What makes the beginnings of great plays great? What gets audiences leaning in from the moment lights go up? What keeps that theatre literary manager (or intern) from putting your script down after they draw it from the slush pile?
Last Sunday, a dozen Playwrights’ Platform members explored these questions in a workshop with Kate Snodgrass, Artistic Director of the Boston Playwright’s Theatre. We read the opening pages of Death of a Salesman, Hamlet, and Arcadia. After each line or two of dialogue or stage direction, we discussed all that was packed into them.
In these opening pages, we saw worlds in balance thrown out of balance, hero’s set on their journeys, and great urgency unleashed. At one point, Platform president, George Smart offered this synthesis, “Don’t waste a moment!”
“That’s right,” said Kate. “In the opening pages, you set the tone. You establish the world. Everything in drama means something – especially in the opening of your play.”
How do you not waste a single moment?
Here are three techniques that rose to the top for me from our discussion:
- Don’t waste the time before: Reading Death of a Salesman, I was struck by all that we see, all that we come to understand before characters even speak.
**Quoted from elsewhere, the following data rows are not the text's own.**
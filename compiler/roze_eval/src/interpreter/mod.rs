//! Tree-walking interpreter for Roze.
//!
//! Evaluation goes through [`Interpreter::eval`], one `match` arm per
//! [`ExecKind`]. Helper modules hold the larger arms:
//!
//! - `call` - invocation and function application
//! - `pipeline` - `>>` pipelines and `a..b` range generators
//!
//! Every activation (function call or pipeline stage) runs in a fresh
//! [`Environment`] that shares only the global tier with its caller.

mod builder;
mod call;
mod pipeline;

pub use builder::InterpreterBuilder;

use std::rc::Rc;

use roze_ir::{Name, Span, StringInterner};
use roze_stack::ensure_sufficient_stack;

use crate::diagnostics::CallStack;
use crate::environment::EnvError;
use crate::errors::{
    binary_type_mismatch, duplicate_global, global_reassignment, invalid_operator, type_change,
    undefined_variable,
};
use crate::eval_mode::EvalMode;
use crate::exec::{ExecBlock, ExecKind, ExecNode, ProgramExecutable};
use crate::operators;
use crate::{Environment, EvalError, EvalResult, FunctionValue, Value};

/// Tree-walking interpreter.
pub struct Interpreter<'a> {
    interner: &'a StringInterner,
    mode: EvalMode,
    call_stack: CallStack,
    /// Laps any single pipeline may run; `None` for unlimited.
    max_laps: Option<usize>,
}

impl<'a> Interpreter<'a> {
    /// An `Interpret`-mode interpreter. Use [`InterpreterBuilder`] for
    /// anything else.
    pub fn new(interner: &'a StringInterner) -> Self {
        InterpreterBuilder::new(interner).build()
    }

    pub fn mode(&self) -> &EvalMode {
        &self.mode
    }

    pub fn interner(&self) -> &'a StringInterner {
        self.interner
    }

    pub fn max_laps(&self) -> Option<usize> {
        self.max_laps
    }

    pub fn max_depth(&self) -> Option<usize> {
        self.call_stack.max_depth()
    }

    /// Register the named functions as globals, then run the top-level
    /// block.
    ///
    /// Returns the last statement's value, or `None` for an empty program.
    #[tracing::instrument(level = "debug", skip_all)]
    pub fn run_program(&mut self, program: &ProgramExecutable) -> Result<Option<Value>, EvalError> {
        let mut env = Environment::new();
        for def in &program.functions {
            let Some(name) = def.name else {
                continue;
            };
            let value = Value::Function(FunctionValue::User(Rc::clone(def)));
            if env.set_global(name, value).is_err() {
                return Err(duplicate_global(self.name(name)).with_span(def.span));
            }
            tracing::debug!(function = self.name(name), "registered global");
        }
        self.eval_block(&program.block, &mut env)
    }

    /// Evaluate statements in order; the block's value is the last one's.
    pub fn eval_block(
        &mut self,
        block: &ExecBlock,
        env: &mut Environment,
    ) -> Result<Option<Value>, EvalError> {
        let mut last = None;
        for statement in &block.statements {
            last = Some(self.eval(statement, env)?);
        }
        Ok(last)
    }

    /// Evaluate one node.
    pub fn eval(&mut self, node: &ExecNode, env: &mut Environment) -> EvalResult {
        ensure_sufficient_stack(|| self.eval_inner(node, env))
    }

    fn eval_inner(&mut self, node: &ExecNode, env: &mut Environment) -> EvalResult {
        let span = node.span;
        match &node.kind {
            ExecKind::Literal(value) => Ok(value.clone()),
            ExecKind::Identifier(name) => self.read(*name, env, span),
            ExecKind::Not(operand) => match self.eval(operand, env)? {
                Value::Bool(b) => Ok(Value::Bool(!b)),
                other => Err(invalid_operator("!", other.ty()).with_span(span)),
            },
            ExecKind::Negate(operand) => match self.eval(operand, env)? {
                Value::Int(n) => Ok(Value::Int(n.wrapping_neg())),
                Value::Float(x) => Ok(Value::Float(-x)),
                other => Err(invalid_operator("-", other.ty()).with_span(span)),
            },
            ExecKind::Binary {
                dispatch,
                left,
                right,
                ..
            }
            | ExecKind::Compare {
                dispatch,
                left,
                right,
                ..
            } => {
                let left = self.eval(left, env)?;
                let right = self.eval(right, env)?;
                dispatch
                    .apply(&left, &right)
                    .map_err(|err| err.with_span(span))
            }
            ExecKind::And(left, right) => match self.eval(left, env)? {
                Value::Bool(false) => Ok(Value::Bool(false)),
                Value::Bool(true) => self.eval(right, env),
                other => Err(invalid_operator("&&", other.ty()).with_span(span)),
            },
            ExecKind::Or(left, right) => match self.eval(left, env)? {
                Value::Bool(true) => Ok(Value::Bool(true)),
                Value::Bool(false) => self.eval(right, env),
                other => Err(invalid_operator("||", other.ty()).with_span(span)),
            },
            ExecKind::KeyValue { key, value } => {
                let key = self.eval(key, env)?;
                let value = self.eval(value, env)?;
                Ok(Value::key_value(key, value))
            }
            ExecKind::List(items) => {
                let values = items
                    .iter()
                    .map(|item| self.eval(item, env))
                    .collect::<Result<Vec<_>, _>>()?;
                Ok(Value::list(values))
            }
            ExecKind::Series { from, to } => self.eval_series(from, to, env),
            ExecKind::Pipeline(stages) => self.eval_pipeline(stages, span, env),
            ExecKind::Assign { name, value } => self.eval_assign(*name, value, span, env),
            ExecKind::PlusAssign { name, value } => self.eval_plus_assign(*name, value, span, env),
            ExecKind::Function(def) => Ok(Value::Function(FunctionValue::User(Rc::clone(def)))),
            ExecKind::Invoke { name, args } => self.eval_invoke(*name, args, span, env),
        }
    }

    /// `name := value`.
    ///
    /// A variable keeps its runtime type: rebinding it to a value of another
    /// type fails.
    fn eval_assign(
        &mut self,
        name: Name,
        value: &ExecNode,
        span: Span,
        env: &mut Environment,
    ) -> EvalResult {
        let value = self.eval(value, env)?;
        // Globals are rejected by `bind` below.
        if !env.is_global(name) {
            if let Some(existing) = env.lookup(name) {
                if existing.ty() != value.ty() {
                    return Err(
                        type_change(self.name(name), existing.ty(), value.ty()).with_span(span)
                    );
                }
            }
        }
        self.bind(name, value.clone(), span, env)?;
        Ok(value)
    }

    /// `name += value`, through the `+` table.
    fn eval_plus_assign(
        &mut self,
        name: Name,
        value: &ExecNode,
        span: Span,
        env: &mut Environment,
    ) -> EvalResult {
        let current = self.read(name, env, span)?;
        let delta = self.eval(value, env)?;
        let ty = current.ty();
        if ty != delta.ty() {
            return Err(binary_type_mismatch("+=", ty, delta.ty()).with_span(span));
        }
        let Some(add) = operators::ADD.cell(ty) else {
            return Err(invalid_operator("+=", ty).with_span(span));
        };
        let updated = add(&current, &delta).map_err(|err| err.with_span(span))?;
        self.bind(name, updated.clone(), span, env)?;
        Ok(updated)
    }

    fn read(&self, name: Name, env: &Environment, span: Span) -> EvalResult {
        env.get(name)
            .map_err(|err| self.env_error(err, name).with_span(span))
    }

    fn bind(
        &self,
        name: Name,
        value: Value,
        span: Span,
        env: &mut Environment,
    ) -> Result<(), EvalError> {
        env.set_local(name, value)
            .map_err(|err| self.env_error(err, name).with_span(span))
    }

    fn env_error(&self, err: EnvError, name: Name) -> EvalError {
        let name = self.name(name);
        match err {
            EnvError::Undefined => undefined_variable(name),
            EnvError::GlobalReassignment => global_reassignment(name),
            EnvError::DuplicateGlobal => duplicate_global(name),
        }
    }

    #[inline]
    fn name(&self, name: Name) -> &'static str {
        self.interner.lookup(name)
    }
}

#[cfg(test)]
#[expect(clippy::unwrap_used, reason = "Tests use unwrap for brevity")]
mod tests;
In the play’s opening moments, we watch an exasperated, exhausted, Willy Loman, returning from a journey, entering his house, setting down cases, and heaving a deep sigh. Then, his wife, Linda, hearing him, gets out of bed, puts on a robe, and calls – the stage directions say, “with some trepidation” – “Willy!” From those fraught, unhurried actions, and that first word, the audience knows something is off. The air is thick with concern.
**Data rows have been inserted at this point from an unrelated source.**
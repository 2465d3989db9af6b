//! Interned identifier handle.

use std::fmt;

/// Interned string handle: an index into a [`StringInterner`](crate::StringInterner).
///
/// Identifiers, parameter names and tag words are all interned. Tags keep
/// their leading `#`, so the tag `#complete` and an identifier `complete`
/// are different names.
#[derive(Copy, Clone, Eq, PartialEq, Hash, PartialOrd, Ord)]
#[repr(transparent)]
pub struct Name(u32);

impl Name {
    /// The empty string. Always index 0.
    pub const EMPTY: Name = Name(0);
    /// `#complete`: a generator or stage has nothing more to produce.
    pub const COMPLETE: Name = Name(1);
    /// `#continue`: abandon the rest of this lap and start the next one.
    pub const CONTINUE: Name = Name(2);
    /// `#break`: stop the pipeline.
    pub const BREAK: Name = Name(3);
    /// `#null`: stop the pipeline with no meaningful value.
    pub const NULL: Name = Name(4);

    /// Texts pre-interned at the indices of the constants above, in order.
    pub(crate) const PRE_INTERNED: [&'static str; 5] =
        ["", "#complete", "#continue", "#break", "#null"];

    #[inline]
    pub(crate) const fn from_raw(raw: u32) -> Self {
        Name(raw)
    }

    #[inline]
    pub const fn raw(self) -> u32 {
        self.0
    }

    /// Whether this name is one of the four pipeline sentinels.
    #[inline]
    pub fn is_sentinel(self) -> bool {
        matches!(
            self,
            Name::COMPLETE | Name::CONTINUE | Name::BREAK | Name::NULL
        )
    }

    /// Whether a lap ending on this name ends the whole pipeline.
    ///
    /// `#continue` is a sentinel but restarts the pipeline instead.
    #[inline]
    pub fn is_terminal(self) -> bool {
        matches!(self, Name::COMPLETE | Name::BREAK | Name::NULL)
    }
}

impl fmt::Debug for Name {
    fn fmt(&self, f: &mut fmt::Formatter<'_>) -> fmt::Result {
        write!(f, "Name({})", self.0)
    }
}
- Illuminate the Larger World: Arcadia also begins with two characters on stage, a tutor and his young student. As he does his clever best to artfully dodge her opening question – “Septimus, what is carnal embrace?” – they discuss six other characters, painting a vivid picture of a wider world entangled in scandal. By the time they are joined, on page four, by the first new character (Jellaby, a servant), we already know about him, and the power he wields. Before we see the ghost of Hamlet’s father, the guards and Horatio are abuzz with wonder and fear over the apparition’s earlier appearances, and what it may portend. Then, just as we think we are going to listen to exposition about the ghost, it appears again.
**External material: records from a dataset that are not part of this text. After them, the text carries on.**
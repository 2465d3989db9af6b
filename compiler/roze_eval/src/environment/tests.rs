use pretty_assertions::assert_eq;
use roze_ir::SharedInterner;

use super::*;

#[test]
fn local_set_and_get() {
    let interner = SharedInterner::default();
    let x = interner.intern("x");

    let mut env = Environment::new();
    assert_eq!(env.get(x), Err(EnvError::Undefined));
    assert_eq!(env.set_local(x, Value::Int(1)), Ok(()));
    assert_eq!(env.set_local(x, Value::Int(2)), Ok(()));
    assert_eq!(env.get(x), Ok(Value::Int(2)));
}

#[test]
fn globals_are_write_once() {
    let interner = SharedInterner::default();
    let f = interner.intern("f");

    let mut env = Environment::new();
    assert_eq!(env.set_global(f, Value::Int(1)), Ok(()));
    assert_eq!(env.set_global(f, Value::Int(2)), Err(EnvError::DuplicateGlobal));
    assert_eq!(env.set_local(f, Value::Int(3)), Err(EnvError::GlobalReassignment));
    assert_eq!(env.get(f), Ok(Value::Int(1)));
}

#[test]
fn child_shares_globals_but_not_locals() {
    let interner = SharedInterner::default();
    let f = interner.intern("f");
    let x = interner.intern("x");

    let mut env = Environment::new();
    env.set_global(f, Value::Bool(true)).ok();
    env.set_local(x, Value::Int(1)).ok();

    let mut child = env.child();
    assert_eq!(child.get(f), Ok(Value::Bool(true)));
    assert_eq!(child.lookup(x), None);

    child.set_local(x, Value::Int(2)).ok();
    assert_eq!(env.get(x), Ok(Value::Int(1)));
}

#[test]
fn globals_registered_later_are_visible_to_children() {
    let interner = SharedInterner::default();
    let f = interner.intern("f");

    let mut env = Environment::new();
    let child = env.child();
    env.set_global(f, Value::Int(9)).ok();
    assert!(child.is_global(f));
    assert_eq!(child.get(f), Ok(Value::Int(9)));
}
- Beware the Bottom Effect: After reading and discussing some of the greats, we looked at the openings of some of our own new plays in progress – including mine. I shared a new opening to my play about Prudence Crandall – whose efforts to integrate her private girls school in rural Connecticut in the 1830s became cause célèbre of the abolitionist movement. My new opening was based on an encounter from much later in Crandall’s life. When she is in her 80s, living in poverty on a farm in Kansas, she is visited by a journalist on a bicycle odyssey from Connecticut to California and back. I imagined that his fascination with her would draw the audience into her story. When we read it out loud, I was surprised to find all the questions were about him and his journey. My colleagues were surprised to hear that she, not he, was the protagonist, rather than the catalyst for his adventure. I had imagined the scene to be a clever narrative trick – but forgot the “Bottom Effect.” Like Titania in Shakespeare’s Midsummer Night’s Dream, bewitched by the spurned Oberon to fall in love with the first creature she sees, audiences are primed to fall for whomever they first encounter after the lights go up – especially if that character, like mine, is already on a journey.
Thanks to Kate Snodgrass for a terrific session.
What are some of your other favorite great openings?
What do you think makes them so great?